Problem requirements: Which lines in the records below contain the word "collect"? Report each of them.

Source material:

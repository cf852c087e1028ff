//! Report rendering, console formatting and persistence

mod colored;
mod formatter;
mod persist;
pub mod report;

pub use self::colored::{colorize_report, ColorScheme, LineTone};
pub use formatter::{ColoredFormatter, JsonFormatter, OutputFormatter, PlainFormatter};
pub use persist::FileReportSink;
pub use report::{render_report, ReportContext, SECTIONS};

use crate::models::Config;

/// Picks the formatter matching the output switches
pub struct OutputFormatterFactory;

impl OutputFormatterFactory {
    pub fn create_formatter(config: &Config) -> Box<dyn OutputFormatter> {
        if config.json_output {
            Box::new(JsonFormatter)
        } else if config.enable_color {
            Box::new(ColoredFormatter::new(ColorScheme::default()))
        } else {
            Box::new(PlainFormatter)
        }
    }
}
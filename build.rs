use std::process::Command;

fn main() {
    // Build timestamp, printed with --debug
    let build_time = chrono::Utc::now().format("%Y-%m-%d %H:%M:%S UTC");
    println!("cargo:rustc-env=BUILD_TIME={}", build_time);

    // Short commit hash if the crate is built from a checkout
    if let Ok(output) = Command::new("git")
        .args(["rev-parse", "--short", "HEAD"])
        .output()
    {
        if output.status.success() {
            let commit = String::from_utf8_lossy(&output.stdout).trim().to_string();
            println!("cargo:rustc-env=GIT_COMMIT={}", commit);
        }
    }

    println!("cargo:rerun-if-changed=build.rs");
    println!("cargo:rerun-if-changed=Cargo.toml");
}
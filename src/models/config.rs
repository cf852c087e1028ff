//! Configuration data model and validation

use crate::defaults;
use crate::types::{AppError, ConnectionType, Result, Target, TargetSet};
use serde::{Deserialize, Serialize};
use std::path::PathBuf;
use std::time::Duration;

/// Main application configuration
#[derive(Debug, Clone, Serialize, Deserialize)]
pub struct Config {
    /// Domains to probe
    #[serde(default = "default_target_domains")]
    pub target_domains: Vec<String>,

    /// Named protocol endpoints (`name@host:port`) to probe
    #[serde(default)]
    pub services: Vec<String>,

    /// Domains never expected to be blocked; probing is skipped for them
    #[serde(default = "default_known_reachable")]
    pub known_reachable: Vec<String>,

    /// HTTPS attempts per target before falling back to HTTP
    #[serde(default = "default_retry_attempts")]
    pub retry_attempts: u32,

    /// Pause between HTTPS attempts
    #[serde(default = "default_retry_backoff_ms")]
    pub retry_backoff_ms: u64,

    /// Timeout of one HTTPS (or TCP) attempt
    #[serde(default = "default_https_timeout_secs")]
    pub https_timeout_seconds: u64,

    /// Timeout of the single HTTP fallback attempt
    #[serde(default = "default_http_timeout_secs")]
    pub http_timeout_seconds: u64,

    /// Ceiling for the whole probing phase
    #[serde(default = "default_run_timeout_secs")]
    pub run_timeout_seconds: u64,

    /// Maximum probes in flight
    #[serde(default = "default_max_concurrency")]
    pub max_concurrency: usize,

    /// Report targets abandoned at the run deadline as TIMEOUT instead of omitting them
    #[serde(default)]
    pub mark_abandoned: bool,

    /// File holding the platform diagnostic text
    #[serde(default)]
    pub platform_report: Option<PathBuf>,

    /// Connection type reported by the platform (overrides detection)
    #[serde(default)]
    pub connection_type: Option<String>,

    /// Provider name reported by the platform
    #[serde(default)]
    pub provider_name: Option<String>,

    /// Directory saved reports are written to
    #[serde(default = "default_report_dir")]
    pub report_dir: PathBuf,

    /// Persist the report after the run
    #[serde(default)]
    pub save_report: bool,

    /// Print the snapshot as JSON instead of the text report
    #[serde(default)]
    pub json_output: bool,

    /// Enable colored terminal output
    #[serde(default = "default_enable_color")]
    pub enable_color: bool,

    /// Enable verbose output
    #[serde(default)]
    pub verbose: bool,

    /// Enable debug output
    #[serde(default)]
    pub debug: bool,
}

impl Default for Config {
    fn default() -> Self {
        Self {
            target_domains: default_target_domains(),
            services: Vec::new(),
            known_reachable: default_known_reachable(),
            retry_attempts: default_retry_attempts(),
            retry_backoff_ms: default_retry_backoff_ms(),
            https_timeout_seconds: default_https_timeout_secs(),
            http_timeout_seconds: default_http_timeout_secs(),
            run_timeout_seconds: default_run_timeout_secs(),
            max_concurrency: default_max_concurrency(),
            mark_abandoned: false,
            platform_report: None,
            connection_type: None,
            provider_name: None,
            report_dir: default_report_dir(),
            save_report: false,
            json_output: false,
            enable_color: default_enable_color(),
            verbose: false,
            debug: false,
        }
    }
}

impl Config {
    /// Create a new configuration with default values
    pub fn new() -> Self {
        Self::default()
    }

    pub fn https_timeout(&self) -> Duration {
        Duration::from_secs(self.https_timeout_seconds)
    }

    pub fn http_timeout(&self) -> Duration {
        Duration::from_secs(self.http_timeout_seconds)
    }

    pub fn run_timeout(&self) -> Duration {
        Duration::from_secs(self.run_timeout_seconds)
    }

    pub fn retry_backoff(&self) -> Duration {
        Duration::from_millis(self.retry_backoff_ms)
    }

    /// Build the ordered target set from configured domains and services
    pub fn target_set(&self) -> Result<TargetSet> {
        let mut set = TargetSet::new();
        for domain in &self.target_domains {
            set.add(domain)?;
        }
        for service in &self.services {
            set.add_service(service)?;
        }
        Ok(set)
    }

    /// Validate the configuration and return the first error
    pub fn validate(&self) -> Result<()> {
        for domain in &self.target_domains {
            Target::domain(domain)?;
        }

        for service in &self.services {
            Target::service(service)?;
        }

        for entry in &self.known_reachable {
            if entry.trim().is_empty() {
                return Err(AppError::config("Known-reachable entries cannot be empty"));
            }
        }

        if self.retry_attempts == 0 {
            return Err(AppError::config("Retry attempts must be greater than 0"));
        }

        if self.retry_attempts > 10 {
            return Err(AppError::config("Retry attempts cannot exceed 10"));
        }

        if self.retry_backoff_ms > 10_000 {
            return Err(AppError::config("Retry backoff cannot exceed 10000 ms"));
        }

        if self.https_timeout_seconds == 0 || self.https_timeout_seconds > 60 {
            return Err(AppError::config("HTTPS timeout must be between 1 and 60 seconds"));
        }

        if self.http_timeout_seconds == 0 || self.http_timeout_seconds > 60 {
            return Err(AppError::config("HTTP timeout must be between 1 and 60 seconds"));
        }

        if self.run_timeout_seconds == 0 || self.run_timeout_seconds > 600 {
            return Err(AppError::config("Run timeout must be between 1 and 600 seconds"));
        }

        if self.max_concurrency == 0 || self.max_concurrency > 256 {
            return Err(AppError::config("Concurrency must be between 1 and 256"));
        }

        if let Some(ref connection_type) = self.connection_type {
            connection_type.parse::<ConnectionType>()
                .map_err(|e| AppError::config(format!("Invalid connection type: {}", e)))?;
        }

        Ok(())
    }

    /// Merge environment variables into this configuration
    pub fn merge_from_env(&mut self) -> Result<()> {
        if let Ok(domains) = std::env::var("TARGET_DOMAINS") {
            self.target_domains = split_list(&domains);
        }

        if let Ok(services) = std::env::var("SERVICES") {
            self.services = split_list(&services);
        }

        if let Ok(known) = std::env::var("KNOWN_REACHABLE") {
            self.known_reachable = split_list(&known);
        }

        if let Ok(attempts) = std::env::var("RETRY_ATTEMPTS") {
            self.retry_attempts = attempts.trim().parse()
                .map_err(|e| AppError::config(format!("Invalid RETRY_ATTEMPTS value: {}", e)))?;
        }

        if let Ok(backoff) = std::env::var("RETRY_BACKOFF_MS") {
            self.retry_backoff_ms = backoff.trim().parse()
                .map_err(|e| AppError::config(format!("Invalid RETRY_BACKOFF_MS value: {}", e)))?;
        }

        if let Ok(timeout) = std::env::var("HTTPS_TIMEOUT_SECONDS") {
            self.https_timeout_seconds = timeout.trim().parse()
                .map_err(|e| AppError::config(format!("Invalid HTTPS_TIMEOUT_SECONDS value: {}", e)))?;
        }

        if let Ok(timeout) = std::env::var("HTTP_TIMEOUT_SECONDS") {
            self.http_timeout_seconds = timeout.trim().parse()
                .map_err(|e| AppError::config(format!("Invalid HTTP_TIMEOUT_SECONDS value: {}", e)))?;
        }

        if let Ok(timeout) = std::env::var("RUN_TIMEOUT_SECONDS") {
            self.run_timeout_seconds = timeout.trim().parse()
                .map_err(|e| AppError::config(format!("Invalid RUN_TIMEOUT_SECONDS value: {}", e)))?;
        }

        if let Ok(concurrency) = std::env::var("MAX_CONCURRENCY") {
            self.max_concurrency = concurrency.trim().parse()
                .map_err(|e| AppError::config(format!("Invalid MAX_CONCURRENCY value: {}", e)))?;
        }

        if let Ok(mark) = std::env::var("MARK_ABANDONED") {
            self.mark_abandoned = mark.trim().to_lowercase().parse()
                .map_err(|e| AppError::config(format!("Invalid MARK_ABANDONED value: {}", e)))?;
        }

        if let Ok(path) = std::env::var("PLATFORM_REPORT") {
            if !path.trim().is_empty() {
                self.platform_report = Some(PathBuf::from(path.trim()));
            }
        }

        if let Ok(connection_type) = std::env::var("CONNECTION_TYPE") {
            if !connection_type.trim().is_empty() {
                self.connection_type = Some(connection_type.trim().to_string());
            }
        }

        if let Ok(provider) = std::env::var("PROVIDER_NAME") {
            if !provider.trim().is_empty() {
                self.provider_name = Some(provider.trim().to_string());
            }
        }

        if let Ok(dir) = std::env::var("REPORT_DIR") {
            if !dir.trim().is_empty() {
                self.report_dir = PathBuf::from(dir.trim());
            }
        }

        if let Ok(enable_color) = std::env::var("ENABLE_COLOR") {
            self.enable_color = enable_color.trim().to_lowercase().parse()
                .map_err(|e| AppError::config(format!("Invalid ENABLE_COLOR value: {}", e)))?;
        }

        Ok(())
    }
}

fn split_list(value: &str) -> Vec<String> {
    value
        .split(',')
        .map(|s| s.trim().to_string())
        .filter(|s| !s.is_empty())
        .collect()
}

// Default value functions for serde
fn default_target_domains() -> Vec<String> {
    defaults::DEFAULT_TARGET_DOMAINS.iter().map(|s| s.to_string()).collect()
}

fn default_known_reachable() -> Vec<String> {
    defaults::DEFAULT_KNOWN_REACHABLE.iter().map(|s| s.to_string()).collect()
}

fn default_retry_attempts() -> u32 {
    defaults::DEFAULT_RETRY_ATTEMPTS
}

fn default_retry_backoff_ms() -> u64 {
    defaults::DEFAULT_RETRY_BACKOFF.as_millis() as u64
}

fn default_https_timeout_secs() -> u64 {
    defaults::DEFAULT_HTTPS_TIMEOUT.as_secs()
}

fn default_http_timeout_secs() -> u64 {
    defaults::DEFAULT_HTTP_TIMEOUT.as_secs()
}

fn default_run_timeout_secs() -> u64 {
    defaults::DEFAULT_RUN_TIMEOUT.as_secs()
}

fn default_max_concurrency() -> usize {
    defaults::default_concurrency()
}

fn default_report_dir() -> PathBuf {
    PathBuf::from(".")
}

fn default_enable_color() -> bool {
    defaults::DEFAULT_ENABLE_COLOR
}

#[cfg(test)]
mod tests {
    use super::*;

    #[test]
    fn test_default_config_is_valid() {
        let config = Config::default();
        assert!(config.validate().is_ok());
        assert_eq!(config.retry_attempts, 2);
        assert_eq!(config.retry_backoff(), Duration::from_millis(500));
        assert_eq!(config.run_timeout(), Duration::from_secs(30));
        assert_eq!(config.target_domains, vec!["vk.com", "rutracker.org", "github.com"]);
    }

    #[test]
    fn test_invalid_domain_rejected() {
        let config = Config {
            target_domains: vec!["intranet".to_string()],
            ..Default::default()
        };
        assert!(matches!(config.validate(), Err(AppError::Validation(_))));
    }

    #[test]
    fn test_numeric_bounds() {
        let zero_attempts = Config { retry_attempts: 0, ..Default::default() };
        assert!(zero_attempts.validate().is_err());

        let long_timeout = Config { https_timeout_seconds: 61, ..Default::default() };
        assert!(long_timeout.validate().is_err());

        let no_workers = Config { max_concurrency: 0, ..Default::default() };
        assert!(no_workers.validate().is_err());
    }

    #[test]
    fn test_bad_connection_type_rejected() {
        let config = Config {
            connection_type: Some("satellite".to_string()),
            ..Default::default()
        };
        assert!(matches!(config.validate(), Err(AppError::Config(_))));
    }

    #[test]
    fn test_target_set_includes_services() {
        let config = Config {
            target_domains: vec!["github.com".to_string(), "GITHUB.com".to_string()],
            services: vec!["openvpn@vpn.example.com:1194".to_string()],
            ..Default::default()
        };
        let set = config.target_set().unwrap();
        assert_eq!(set.len(), 2);
    }

    #[test]
    fn test_split_list() {
        assert_eq!(split_list(" a.com, ,b.org,"), vec!["a.com", "b.org"]);
        assert!(split_list("").is_empty());
    }
}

Output for this task:
        .collect()
    defaults::DEFAULT_TARGET_DOMAINS.iter().map(|s| s.to_string()).collect()
    defaults::DEFAULT_KNOWN_REACHABLE.iter().map(|s| s.to_string()).collect()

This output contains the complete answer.